Problem details - In the entries below, find the line containing "its domain values.". Write out that line and all lines after it, exactly, and nothing else.

(Records contained in a dataset)

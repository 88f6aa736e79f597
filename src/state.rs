//! Shared application state.
//!
//! DESIGN
//! ======
//! `AppState` is injected into Axum handlers via the `State` extractor. It
//! holds immutable configuration and the renderer handle; every request's
//! data stays local to that request, so no locking is involved.

use std::sync::Arc;

use crate::config::AppConfig;
use crate::render::DiagramRenderer;

/// Shared application state, injected into Axum handlers via State extractor.
/// Clone is required by Axum; all inner fields are Arc-wrapped.
#[derive(Clone)]
pub struct AppState {
    pub config: Arc<AppConfig>,
    pub renderer: Arc<dyn DiagramRenderer>,
}

impl AppState {
    #[must_use]
    pub fn new(config: AppConfig, renderer: Arc<dyn DiagramRenderer>) -> Self {
        Self { config: Arc::new(config), renderer }
    }
}

// =============================================================================
// TEST HELPERS
// =============================================================================
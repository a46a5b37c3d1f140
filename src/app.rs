use eframe::egui;

use crate::state::AppState;
use crate::ui::{charts, panels};

// ---------------------------------------------------------------------------
// eframe App implementation
// ---------------------------------------------------------------------------

#[derive(Default)]
pub struct ReelScopeApp {
    pub state: AppState,
}

impl ReelScopeApp {
    /// App with a catalog already opened (e.g. from a CLI argument).
    pub fn with_catalog(path: &std::path::Path) -> Self {
        let mut app = Self::default();
        app.state.open_path(path);
        app
    }
}

impl eframe::App for ReelScopeApp {
    fn update(&mut self, ctx: &egui::Context, _frame: &mut eframe::Frame) {
        // ---- Top panel: menu bar ----
        egui::TopBottomPanel::top("top_bar").show(ctx, |ui| {
            panels::top_bar(ui, &mut self.state);
        });

        // ---- Left side panel: filters ----
        egui::SidePanel::left("filter_panel")
            .default_width(240.0)
            .resizable(true)
            .show(ctx, |ui| {
                panels::side_panel(ui, &mut self.state);
            });

        // ---- Central panel: overview, preview table, charts ----
        egui::CentralPanel::default().show(ctx, |ui| {
            charts::central_panel(ui, &self.state);
        });
    }
}
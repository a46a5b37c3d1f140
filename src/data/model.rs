use chrono::NaiveDate;

// ---------------------------------------------------------------------------
// Title – one row of the catalog
// ---------------------------------------------------------------------------

/// A single catalog entry (one row of the source table).
///
/// `duration_minutes` and `num_seasons` are derived once at load time from the
/// free-text `duration` column and never re-parsed afterwards. At most one of
/// them is set per row.
#[derive(Debug, Clone)]
pub struct Title {
    pub title: String,
    /// The source `type` column, e.g. "Movie" or "TV Show".
    pub kind: String,
    /// Raw country string; may hold several comma-separated names.
    pub country: Option<String>,
    pub date_added: Option<NaiveDate>,
    pub release_year: i32,
    pub rating: Option<String>,
    /// Free text such as "90 min" or "3 Seasons".
    pub duration: Option<String>,
    /// Comma-separated genre tags.
    pub listed_in: Option<String>,
    pub duration_minutes: Option<u32>,
    pub num_seasons: Option<u32>,
}

// ---------------------------------------------------------------------------
// Facet – the four set-valued filter dimensions
// ---------------------------------------------------------------------------

/// The categorical dimensions the sidebar can filter on.
#[derive(Debug, Clone, Copy, PartialEq, Eq)]
pub enum Facet {
    Type,
    Country,
    Genre,
    Rating,
}

impl Facet {
    pub const ALL: [Facet; 4] = [Facet::Type, Facet::Country, Facet::Genre, Facet::Rating];

    /// Section label shown in the UI.
    pub fn label(self) -> &'static str {
        match self {
            Facet::Type => "Type",
            Facet::Country => "Country",
            Facet::Genre => "Genre",
            Facet::Rating => "Rating",
        }
    }
}

// ---------------------------------------------------------------------------
// Catalog – the complete loaded dataset
// ---------------------------------------------------------------------------

/// The full parsed catalog with pre-computed facet domains.
///
/// Built once by the loader and immutable afterwards; filtering and
/// aggregation only derive index views from it.
#[derive(Debug, Clone)]
pub struct Catalog {
    /// All titles in file order.
    pub titles: Vec<Title>,
    /// Sorted unique `type` values.
    pub types: Vec<String>,
    /// Sorted unique country names, split out of the comma-separated column.
    pub countries: Vec<String>,
    /// Sorted unique genre tags, split out of `listed_in`.
    pub genres: Vec<String>,
    /// Sorted unique non-null ratings.
    pub ratings: Vec<String>,
    pub year_min: i32,
    pub year_max: i32,
}

/// Split a comma-separated cell into trimmed, non-empty tokens.
pub fn split_tokens(raw: &str) -> impl Iterator<Item = &str> {
    raw.split(',').map(str::trim).filter(|t| !t.is_empty())
}

impl Catalog {
    /// Build the facet domains from the loaded titles.
    pub fn from_titles(titles: Vec<Title>) -> Self {
        use std::collections::BTreeSet;

        let mut types: BTreeSet<String> = BTreeSet::new();
        let mut countries: BTreeSet<String> = BTreeSet::new();
        let mut genres: BTreeSet<String> = BTreeSet::new();
        let mut ratings: BTreeSet<String> = BTreeSet::new();

        for t in &titles {
            types.insert(t.kind.clone());
            if let Some(raw) = &t.country {
                countries.extend(split_tokens(raw).map(str::to_string));
            }
            if let Some(raw) = &t.listed_in {
                genres.extend(split_tokens(raw).map(str::to_string));
            }
            if let Some(r) = &t.rating {
                ratings.insert(r.clone());
            }
        }

        let year_min = titles.iter().map(|t| t.release_year).min().unwrap_or(1900);
        let year_max = titles.iter().map(|t| t.release_year).max().unwrap_or(1900);

        Catalog {
            titles,
            types: types.into_iter().collect(),
            countries: countries.into_iter().collect(),
            genres: genres.into_iter().collect(),
            ratings: ratings.into_iter().collect(),
            year_min,
            year_max,
        }
    }

    /// The domain (all unique values) of a facet.
    pub fn domain(&self, facet: Facet) -> &[String] {
        match facet {
            Facet::Type => &self.types,
            Facet::Country => &self.countries,
            Facet::Genre => &self.genres,
            Facet::Rating => &self.ratings,
        }
    }

    /// Number of titles.
    pub fn len(&self) -> usize {
        self.titles.len()
    }

    /// Whether the catalog is empty.
    pub fn is_empty(&self) -> bool {
        self.titles.is_empty()
    }
}
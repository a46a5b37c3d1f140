/// Data layer: core types, loading, filtering, and aggregation.
///
/// Architecture:
/// ```text
///  .csv / .json / .parquet
///        │
///        ▼
///   ┌──────────┐
///   │  loader   │  parse file → Catalog (cached per process)
///   └──────────┘
///        │
///        ▼
///   ┌──────────┐
///   │  Catalog  │  Vec<Title>, facet domains, year bounds
///   └──────────┘
///        │
///        ▼
///   ┌──────────┐
///   │  filter   │  apply selection predicates → filtered indices
///   └──────────┘
///        │
///        ▼
///   ┌───────────┐
///   │ aggregate  │  grouped counts → chart inputs
///   └───────────┘
/// ```

pub mod aggregate;
pub mod filter;
pub mod loader;
pub mod model;

#[cfg(test)]
mod tests;
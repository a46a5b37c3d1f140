//! Writes a deterministic sample catalog to `sample_catalog.csv`.

/// Minimal deterministic PRNG (xoshiro256**)
struct SimpleRng {
    state: [u64; 4],
}

impl SimpleRng {
    fn new(seed: u64) -> Self {
        let mut s = [0u64; 4];
        let mut x = seed;
        for slot in &mut s {
            x = x.wrapping_mul(6364136223846793005).wrapping_add(1);
            *slot = x;
        }
        SimpleRng { state: s }
    }

    fn next_u64(&mut self) -> u64 {
        let result = (self.state[1].wrapping_mul(5))
            .rotate_left(7)
            .wrapping_mul(9);
        let t = self.state[1] << 17;
        self.state[2] ^= self.state[0];
        self.state[3] ^= self.state[1];
        self.state[1] ^= self.state[2];
        self.state[0] ^= self.state[3];
        self.state[2] ^= t;
        self.state[3] = self.state[3].rotate_left(45);
        result
    }

    fn next_f64(&mut self) -> f64 {
        (self.next_u64() >> 11) as f64 / (1u64 << 53) as f64
    }

    /// Uniform integer in `[0, n)`.
    fn below(&mut self, n: usize) -> usize {
        (self.next_f64() * n as f64) as usize % n
    }

    /// Box-Muller transform for normal distribution
    fn gauss(&mut self, mean: f64, std_dev: f64) -> f64 {
        let u1 = self.next_f64().max(1e-15);
        let u2 = self.next_f64();
        let z = (-2.0 * u1.ln()).sqrt() * (2.0 * std::f64::consts::PI * u2).cos();
        mean + std_dev * z
    }
}

const ADJECTIVES: [&str; 12] = [
    "Silent", "Crimson", "Hidden", "Broken", "Golden", "Midnight", "Lost", "Electric", "Paper",
    "Hollow", "Wild", "Distant",
];

const NOUNS: [&str; 12] = [
    "Harbor", "Kingdom", "Letters", "Summer", "Detective", "Garden", "Motel", "Frontier",
    "Orchestra", "Shadows", "Reunion", "Heist",
];

const COUNTRIES: [&str; 12] = [
    "United States",
    "India",
    "United Kingdom",
    "Japan",
    "South Korea",
    "France",
    "Spain",
    "Mexico",
    "Canada",
    "Germany",
    "Brazil",
    "Nigeria",
];

const MOVIE_GENRES: [&str; 8] = [
    "Dramas",
    "Comedies",
    "Action & Adventure",
    "Documentaries",
    "Horror Movies",
    "International Movies",
    "Thrillers",
    "Children & Family Movies",
];

const TV_GENRES: [&str; 8] = [
    "TV Dramas",
    "TV Comedies",
    "Crime TV Shows",
    "Docuseries",
    "Kids' TV",
    "International TV Shows",
    "Reality TV",
    "Romantic TV Shows",
];

const MOVIE_RATINGS: [&str; 5] = ["G", "PG", "PG-13", "R", "NR"];
const TV_RATINGS: [&str; 5] = ["TV-Y", "TV-G", "TV-PG", "TV-14", "TV-MA"];

const MONTHS: [&str; 12] = [
    "January",
    "February",
    "March",
    "April",
    "May",
    "June",
    "July",
    "August",
    "September",
    "October",
    "November",
    "December",
];

/// Pick 1..=max distinct entries from `pool`, joined with ", ".
fn pick_tokens(rng: &mut SimpleRng, pool: &[&str], max: usize) -> String {
    let n = 1 + rng.below(max);
    let mut chosen: Vec<&str> = Vec::new();
    while chosen.len() < n {
        let candidate = pool[rng.below(pool.len())];
        if !chosen.contains(&candidate) {
            chosen.push(candidate);
        }
    }
    chosen.join(", ")
}

fn main() {
    let mut rng = SimpleRng::new(42);

    let output_path = "sample_catalog.csv";
    let mut writer = csv::Writer::from_path(output_path).expect("Failed to create output file");

    writer
        .write_record([
            "title",
            "type",
            "country",
            "date_added",
            "release_year",
            "rating",
            "duration",
            "listed_in",
        ])
        .expect("Failed to write header");

    let rows = 500;
    let mut movies = 0usize;

    for i in 0..rows {
        let is_movie = rng.next_f64() < 0.7;
        if is_movie {
            movies += 1;
        }

        let title = format!(
            "The {} {} {}",
            ADJECTIVES[rng.below(ADJECTIVES.len())],
            NOUNS[rng.below(NOUNS.len())],
            i + 1
        );

        // ~1 in 8 rows leaves the country cell empty.
        let country = if rng.next_f64() < 0.875 {
            pick_tokens(&mut rng, &COUNTRIES, 3)
        } else {
            String::new()
        };

        let date_added = if rng.next_f64() < 0.85 {
            format!(
                "{} {}, {}",
                MONTHS[rng.below(MONTHS.len())],
                1 + rng.below(28),
                2015 + rng.below(7)
            )
        } else {
            String::new()
        };

        // Recent years are over-represented, like a real catalog.
        let release_year = if rng.next_f64() < 0.7 {
            2012 + rng.below(10) as i32
        } else {
            1975 + rng.below(37) as i32
        };

        let rating = if rng.next_f64() < 0.95 {
            if is_movie {
                MOVIE_RATINGS[rng.below(MOVIE_RATINGS.len())]
            } else {
                TV_RATINGS[rng.below(TV_RATINGS.len())]
            }
            .to_string()
        } else {
            String::new()
        };

        let duration = if rng.next_f64() < 0.98 {
            if is_movie {
                let minutes = rng.gauss(100.0, 25.0).clamp(45.0, 210.0) as u32;
                format!("{minutes} min")
            } else {
                let seasons = 1 + rng.below(6).min(rng.below(6));
                if seasons == 1 {
                    "1 Season".to_string()
                } else {
                    format!("{seasons} Seasons")
                }
            }
        } else {
            String::new()
        };

        let listed_in = if is_movie {
            pick_tokens(&mut rng, &MOVIE_GENRES, 3)
        } else {
            pick_tokens(&mut rng, &TV_GENRES, 3)
        };

        let year = release_year.to_string();
        writer
            .write_record([
                title.as_str(),
                if is_movie { "Movie" } else { "TV Show" },
                country.as_str(),
                date_added.as_str(),
                year.as_str(),
                rating.as_str(),
                duration.as_str(),
                listed_in.as_str(),
            ])
            .expect("Failed to write row");
    }

    writer.flush().expect("Failed to flush CSV");

    println!(
        "Wrote {rows} titles ({movies} movies, {} TV shows) to {output_path}",
        rows - movies
    );
}
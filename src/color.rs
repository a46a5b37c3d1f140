use std::collections::BTreeMap;

use eframe::egui::Color32;
use palette::{Hsl, IntoColor, Srgb};

// ---------------------------------------------------------------------------
// Color palette generator
// ---------------------------------------------------------------------------

/// Generates `n` visually distinct colours using evenly spaced hues.
pub fn generate_palette(n: usize) -> Vec<Color32> {
    if n == 0 {
        return Vec::new();
    }
    (0..n)
        .map(|i| {
            let hue = (i as f32 / n as f32) * 360.0;
            let hsl = Hsl::new(hue, 0.75, 0.55);
            let rgb: Srgb = hsl.into_color();
            Color32::from_rgb(
                (rgb.red * 255.0) as u8,
                (rgb.green * 255.0) as u8,
                (rgb.blue * 255.0) as u8,
            )
        })
        .collect()
}

// ---------------------------------------------------------------------------
// Color mapping: category value → Color32
// ---------------------------------------------------------------------------

/// Maps the values of a facet domain to stable, distinct colours.
#[derive(Debug, Clone)]
pub struct CategoryColors {
    mapping: BTreeMap<String, Color32>,
    default_color: Color32,
}

impl CategoryColors {
    /// Build a colour map for a facet from its domain values.
    pub fn new(domain: &[String]) -> Self {
        let palette = generate_palette(domain.len());
        let mapping: BTreeMap<String, Color32> = domain
            .iter()
            .cloned()
            .zip(palette.into_iter())
            .collect();

        CategoryColors {
            mapping,
            default_color: Color32::GRAY,
        }
    }

    /// Look up the colour for a category value.
    pub fn color_for(&self, value: &str) -> Color32 {
        self.mapping
            .get(value)
            .copied()
            .unwrap_or(self.default_color)
    }
}
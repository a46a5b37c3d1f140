/// UI layer: widgets only, no data semantics.
pub mod charts;
pub mod panels;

Response to this task -
    /// Build a colour map for a facet from its domain values.
    pub fn new(domain: &[String]) -> Self {
        let palette = generate_palette(domain.len());
        let mapping: BTreeMap<String, Color32> = domain
            .iter()
            .cloned()
            .zip(palette.into_iter())
            .collect();

        CategoryColors {
            mapping,
            default_color: Color32::GRAY,
        }
    }

    /// Look up the colour for a category value.
    pub fn color_for(&self, value: &str) -> Color32 {
        self.mapping
            .get(value)
            .copied()
            .unwrap_or(self.default_color)
    }
}
repository a46a5b37c3d1f140
/// UI layer: widgets only, no data semantics.
pub mod charts;
pub mod panels;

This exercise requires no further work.